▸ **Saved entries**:
————

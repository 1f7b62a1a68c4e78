//! SQLite persistence for articles, categories, and their links.
//!
//! The schema is three tables: `categories` (pre-seeded, immutable during a
//! run), `articles` (`url` unique), and the `article_categories` join table.
//! Each operation commits immediately; a mid-run crash keeps everything
//! already committed and loses only the in-flight article.

mod articles;
mod categories;
mod schema;
mod types;

pub use schema::Database;
pub use types::{Article, Category, DatabaseError, NewArticle};
//! HTTP retrieval of feed documents.
//!
//! One GET per category, no retries: a failed category is skipped by the
//! orchestrator and picked up again on the next run.

use std::time::Duration;
use thiserror::Error;

/// Errors that can occur while fetching a feed document.
#[derive(Debug, Error)]
pub enum FetchError {
    /// Network-level error (DNS, connection, TLS, etc.)
    #[error("Request failed: {0}")]
    Network(#[from] reqwest::Error),
    /// Request exceeded the configured timeout
    #[error("Request timed out")]
    Timeout,
    /// HTTP response with non-2xx status code
    #[error("HTTP error: status {0}")]
    HttpStatus(u16),
}

/// Fetch a feed document, returning its raw bytes.
///
/// The shared client supplies the identifying User-Agent header; `timeout`
/// is the configured per-request bound. A non-2xx status is an error; the
/// caller decides whether that skips the category.
pub async fn fetch_feed(
    client: &reqwest::Client,
    url: &str,
    timeout: Duration,
) -> Result<Vec<u8>, FetchError> {
    let response = tokio::time::timeout(timeout, client.get(url).send())
        .await
        .map_err(|_| FetchError::Timeout)?
        .map_err(FetchError::Network)?;

    if !response.status().is_success() {
        return Err(FetchError::HttpStatus(response.status().as_u16()));
    }

    Ok(response.bytes().await?.to_vec())
}
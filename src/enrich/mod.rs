//! Per-article metadata enrichment.
//!
//! Three independent signals per article URL, each with its own fallback
//! chain: bookmark count from the aggregator's count endpoint, a thumbnail
//! scraped from the target page, and a site name derived from the URL.
//! Failures degrade to a default (0, `None`, `"unknown"`) instead of
//! aborting the article; no signal blocks another.

mod bookmarks;
mod site;
mod thumbnail;

pub use bookmarks::bookmark_count;
pub use site::site_name;
pub use thumbnail::resolve_thumbnail;
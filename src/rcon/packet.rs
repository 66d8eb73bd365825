//! The RCON packet format.

use super::{filter::BroadcastFilter, MAX_BODY_CLIENTBOUND, MAX_BODY_SERVERBOUND};
use crate::errors::RconProtocolError;
use bytes::{Buf, BufMut, Bytes, BytesMut};
use std::mem::size_of;

/// Size of the request ID and type fields plus the two terminating null bytes.
pub(crate) const EMPTY_PACKET_LEN: usize = size_of::<i32>() * 2 + 2;

/// The kinds of packet a client sends.
#[derive(Debug, Clone, Copy, PartialEq, Eq)]
pub enum PacketType {
    /// `SERVERDATA_AUTH`, carries the password.
    Auth,
    /// `SERVERDATA_EXECCOMMAND`, carries a console command.
    ExecCommand,
}

impl From<PacketType> for i32 {
    fn from(packet_type: PacketType) -> Self {
        match packet_type {
            PacketType::ExecCommand => 2,
            PacketType::Auth => 3,
        }
    }
}

/// `SERVERDATA_RESPONSE_VALUE`. Some servers send an empty one of these
/// ahead of the auth reply.
pub(crate) const RESPONSE_VALUE: i32 = 0;

/// An outbound logical request.
#[derive(Debug, Clone, PartialEq, Eq)]
pub struct Payload {
    /// What kind of request this is.
    pub packet_type: PacketType,
    /// Raw body bytes, sent without escaping.
    pub body: Bytes,
}

impl Payload {
    /// Build a payload, rejecting bodies that cannot fit in one packet.
    ///
    /// # Errors
    /// Returns [`RconProtocolError::PayloadTooLong`] if `body` is longer than
    /// 4086 bytes.
    pub fn new(packet_type: PacketType, body: impl Into<Bytes>) -> Result<Self, RconProtocolError> {
        let body = body.into();

        if body.len() > MAX_BODY_SERVERBOUND {
            return Err(RconProtocolError::PayloadTooLong {
                len: body.len(),
                max: MAX_BODY_SERVERBOUND,
            });
        }

        Ok(Self { packet_type, body })
    }
}

/// Encode `payload` into a complete wire packet.
///
/// Layout (all integers little-endian):
/// `i32 length | i32 request id | i32 type | body | 0x00 | 0x00`
///
/// # Errors
/// Returns [`RconProtocolError::PayloadTooLong`] if the body does not fit.
pub fn encode(request_id: i32, payload: &Payload) -> Result<Bytes, RconProtocolError> {
    if payload.body.len() > MAX_BODY_SERVERBOUND {
        return Err(RconProtocolError::PayloadTooLong {
            len: payload.body.len(),
            max: MAX_BODY_SERVERBOUND,
        });
    }

    let len = get_remaining_length(payload.body.len());
    let mut bytes = BytesMut::with_capacity(size_of::<i32>() + len as usize);

    bytes.put_i32_le(len);
    bytes.put_i32_le(request_id);
    bytes.put_i32_le(payload.packet_type.into());
    bytes.put(payload.body.as_ref());
    bytes.put_u16(0x00_00);

    Ok(bytes.freeze())
}

/// One packet as recieved from the server.
#[derive(Debug, Clone, PartialEq, Eq)]
pub struct Frame {
    /// Request ID echoed by the server, `-1` on an authentication failure.
    pub request_id: i32,
    /// Raw packet type. Servers push broadcasts with types a client never
    /// sends, so this is not narrowed to [`PacketType`].
    pub packet_type: i32,
    /// Body with the two terminating null bytes removed.
    pub body: Bytes,
}

impl Frame {
    /// Parse everything that follows the length prefix.
    ///
    /// # Errors
    /// Returns an error if the packet is shorter than an empty packet or is
    /// not terminated by two null bytes.
    pub fn decode(mut bytes: Bytes) -> Result<Self, RconProtocolError> {
        if bytes.len() < EMPTY_PACKET_LEN {
            return Err(RconProtocolError::InvalidLength(bytes.len() as i32));
        }

        let request_id = bytes.get_i32_le();
        let packet_type = bytes.get_i32_le();

        let body_len = bytes.len() - 2;
        if bytes[body_len..] != [0, 0] {
            return Err(RconProtocolError::MissingTerminator);
        }
        let body = bytes.split_to(body_len);

        Ok(Self {
            request_id,
            packet_type,
            body,
        })
    }
}

/// Check a length prefix read off the wire and turn it into a byte count.
pub(crate) fn checked_length(len: i32) -> Result<usize, RconProtocolError> {
    match usize::try_from(len) {
        Ok(n) if (EMPTY_PACKET_LEN..=EMPTY_PACKET_LEN + MAX_BODY_CLIENTBOUND).contains(&n) => Ok(n),
        _ => Err(RconProtocolError::InvalidLength(len)),
    }
}

/// A decoded frame that carries something worth looking at.
#[derive(Debug, Clone, PartialEq, Eq)]
pub struct Response {
    /// Request ID echoed by the server.
    pub request_id: i32,
    /// Raw packet type.
    pub packet_type: i32,
    /// Body bytes.
    pub body: Bytes,
}

impl Response {
    /// Frames with an empty body (keep-alive acks, auth preambles) carry no
    /// actionable payload and yield `None`.
    #[must_use]
    pub fn from_frame(frame: Frame) -> Option<Self> {
        if frame.body.is_empty() {
            return None;
        }

        Some(Self {
            request_id: frame.request_id,
            packet_type: frame.packet_type,
            body: frame.body,
        })
    }

    /// Body as text. Invalid UTF-8 is replaced rather than rejected, since
    /// game servers are not consistent about encodings.
    #[must_use]
    pub fn text(&self) -> String {
        String::from_utf8_lossy(&self.body).into_owned()
    }

    /// Body as text with surrounding whitespace and stray null bytes removed.
    #[must_use]
    pub fn trimmed_text(&self) -> String {
        trim_body(&self.text()).to_string()
    }

    /// Whether this frame should reach the broadcast handler.
    #[must_use]
    pub fn is_broadcast(&self, filter: &BroadcastFilter) -> bool {
        !filter.is_suppressed(&self.text())
    }
}

pub(crate) fn trim_body(body: &str) -> &str {
    body.trim_matches(|c: char| c.is_whitespace() || c == '\0')
}

/// Get the *remaining length* of the packet given the length of its body.
///
/// Remaining length here refers to the length of the packet in bytes excluding
/// the first four bytes which communicate this value. So it refers to the
/// length of the packet *after* the length field.
///
/// As the remainder of the packet is composed of two [i32]s (request ID and type),
/// the body, and **TWO** 0 bytes, it is the size of two [i32]s + the length of the body + 2.
fn get_remaining_length(body_len: usize) -> i32 {
    (body_len + EMPTY_PACKET_LEN) as i32
}
//! The main connection, used for running commands.
//!
//! A session is a task that owns its [`Connection`]. Callers and the heartbeat
//! talk to it through a [`SessionHandle`]; requests are queued and handled one
//! at a time, so two exchanges never overlap on the socket.

use super::{
    config::{ClientConfig, SharedSettings},
    connection::Connection,
    heartbeat::{self, Beat},
};
use crate::errors::RconError;
use async_trait::async_trait;
use std::sync::{
    atomic::{AtomicBool, Ordering},
    Arc,
};
use tokio::sync::{mpsc, oneshot};
use tokio_util::sync::CancellationToken;

const REQUEST_QUEUE_CAPACITY: usize = 32;

#[derive(Debug)]
enum Request {
    Exec {
        command: String,
        reply: oneshot::Sender<Result<String, RconError>>,
    },
    Disconnect {
        reply: oneshot::Sender<Result<(), RconError>>,
    },
}

/// Cheap, cloneable way to reach a running session.
#[derive(Debug, Clone)]
pub(crate) struct SessionHandle {
    tx: mpsc::Sender<Request>,
    /// Set while the task holds an authenticated connection.
    live: Arc<AtomicBool>,
}

impl SessionHandle {
    /// Dial, authenticate and start the session task.
    ///
    /// The task stops when `parent` is cancelled or [`disconnect`](Self::disconnect) is called.
    pub(crate) async fn connect(
        config: Arc<ClientConfig>,
        settings: SharedSettings,
        parent: &CancellationToken,
    ) -> Result<Self, RconError> {
        let conn = Connection::establish(&config).await?;

        let (tx, rx) = mpsc::channel(REQUEST_QUEUE_CAPACITY);
        let handle = Self {
            tx,
            live: Arc::new(AtomicBool::new(false)),
        };

        let mut session = Session {
            conn: None,
            config,
            settings,
            rx,
            handle: handle.clone(),
            cancel: parent.child_token(),
            heartbeat: None,
        };
        session.install(conn);
        tokio::spawn(session.run());

        Ok(handle)
    }

    /// Run `command` and return the trimmed reply.
    pub(crate) async fn exec(&self, command: &str) -> Result<String, RconError> {
        let (reply, rx) = oneshot::channel();
        self.tx
            .send(Request::Exec {
                command: command.to_owned(),
                reply,
            })
            .await
            .map_err(|_| RconError::Shutdown)?;

        rx.await.map_err(|_| RconError::Shutdown)?
    }

    /// Close the connection once every queued request has been answered.
    /// Disconnecting a session that already stopped is a no-op.
    pub(crate) async fn disconnect(&self) -> Result<(), RconError> {
        let (reply, rx) = oneshot::channel();
        if self.tx.send(Request::Disconnect { reply }).await.is_err() {
            return Ok(());
        }

        rx.await.unwrap_or(Ok(()))
    }

    pub(crate) fn is_closed(&self) -> bool {
        self.tx.is_closed()
    }

    /// Whether the task is running and its connection has not been lost.
    pub(crate) fn is_connected(&self) -> bool {
        !self.is_closed() && self.live.load(Ordering::SeqCst)
    }
}

#[async_trait]
impl Beat for SessionHandle {
    async fn beat(&self, command: &str) -> Result<(), RconError> {
        self.exec(command).await.map(|_| ())
    }
}

struct Session {
    conn: Option<Connection>,
    config: Arc<ClientConfig>,
    settings: SharedSettings,
    rx: mpsc::Receiver<Request>,
    /// Handed to the heartbeat so its commands queue up behind callers'.
    handle: SessionHandle,
    cancel: CancellationToken,
    heartbeat: Option<CancellationToken>,
}

impl Session {
    async fn run(mut self) {
        loop {
            let request = tokio::select! {
                biased;
                () = self.cancel.cancelled() => break,
                request = self.rx.recv() => match request {
                    Some(request) => request,
                    None => break,
                },
            };

            match request {
                Request::Exec { command, reply } => {
                    let result = self.exec(&command).await;
                    let _ = reply.send(result);
                }
                Request::Disconnect { reply } => {
                    let _ = reply.send(self.close().await);
                    break;
                }
            }
        }

        self.stop_heartbeat();
        debug_log!(self.config.debug, "main session stopped");
    }

    async fn exec(&mut self, command: &str) -> Result<String, RconError> {
        let Some(conn) = self.conn.as_mut() else {
            return Err(RconError::NotConnected);
        };

        debug_log!(self.config.debug, "executing command: {command}");

        match conn.exec(command).await {
            Ok(reply) => Ok(reply.map(|r| r.trimmed_text()).unwrap_or_default()),
            Err(err) if err.is_connection_closed() => {
                self.conn = None;
                self.handle.live.store(false, Ordering::SeqCst);
                tracing::warn!("main connection closed while executing {command:?}");
                self.settings.notify_disconnect(Some(&err), false);

                // without reconnect the heartbeat runs into the closed
                // connection itself and reports it
                if !self.config.attempt_reconnect {
                    return Err(err);
                }

                self.stop_heartbeat();
                self.reconnect().await?;
                Ok(String::new())
            }
            Err(err) => Err(err),
        }
    }

    async fn reconnect(&mut self) -> Result<(), RconError> {
        debug_log!(self.config.debug, "reconnecting main connection");

        let config = Arc::clone(&self.config);
        let config = config.as_ref();
        let conn = config
            .reconnect
            .retry(move || Connection::establish(config))
            .await
            .map_err(|err| {
                tracing::warn!("main connection could not be re-established: {err}");
                err
            })?;

        tracing::info!("main connection re-established to {}", config.address());
        self.install(conn);
        Ok(())
    }

    /// Take ownership of a fresh connection and start its heartbeat.
    fn install(&mut self, conn: Connection) {
        self.conn = Some(conn);
        self.handle.live.store(true, Ordering::SeqCst);

        if let Some(interval) = self.settings.heartbeat() {
            let token = self.cancel.child_token();
            heartbeat::spawn(
                self.handle.clone(),
                interval,
                token.clone(),
                self.settings.error_sender(),
                self.config.debug,
            );
            self.heartbeat = Some(token);
            debug_log!(self.config.debug, "main heartbeat started every {interval:?}");
        }
    }

    fn stop_heartbeat(&mut self) {
        if let Some(token) = self.heartbeat.take() {
            token.cancel();
        }
    }

    async fn close(&mut self) -> Result<(), RconError> {
        self.stop_heartbeat();
        self.handle.live.store(false, Ordering::SeqCst);

        match self.conn.take() {
            Some(conn) => {
                debug_log!(self.config.debug, "closing main connection");
                conn.close().await
            }
            None => Ok(()),
        }
    }
}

————

Which lines above run from the one containing "endpoint, a thumbnail" down to the one containing "pub use thumbnail::resolve_thumbnail;"? Repeat exactly those, both ends included, and nothing else.

//! chain: bookmark count from the aggregator's count endpoint, a thumbnail
//! scraped from the target page, and a site name derived from the URL.
//! Failures degrade to a default (0, `None`, `"unknown"`) instead of
//! aborting the article; no signal blocks another.

mod bookmarks;
mod site;
mod thumbnail;

pub use bookmarks::bookmark_count;
pub use site::site_name;
pub use thumbnail::resolve_thumbnail;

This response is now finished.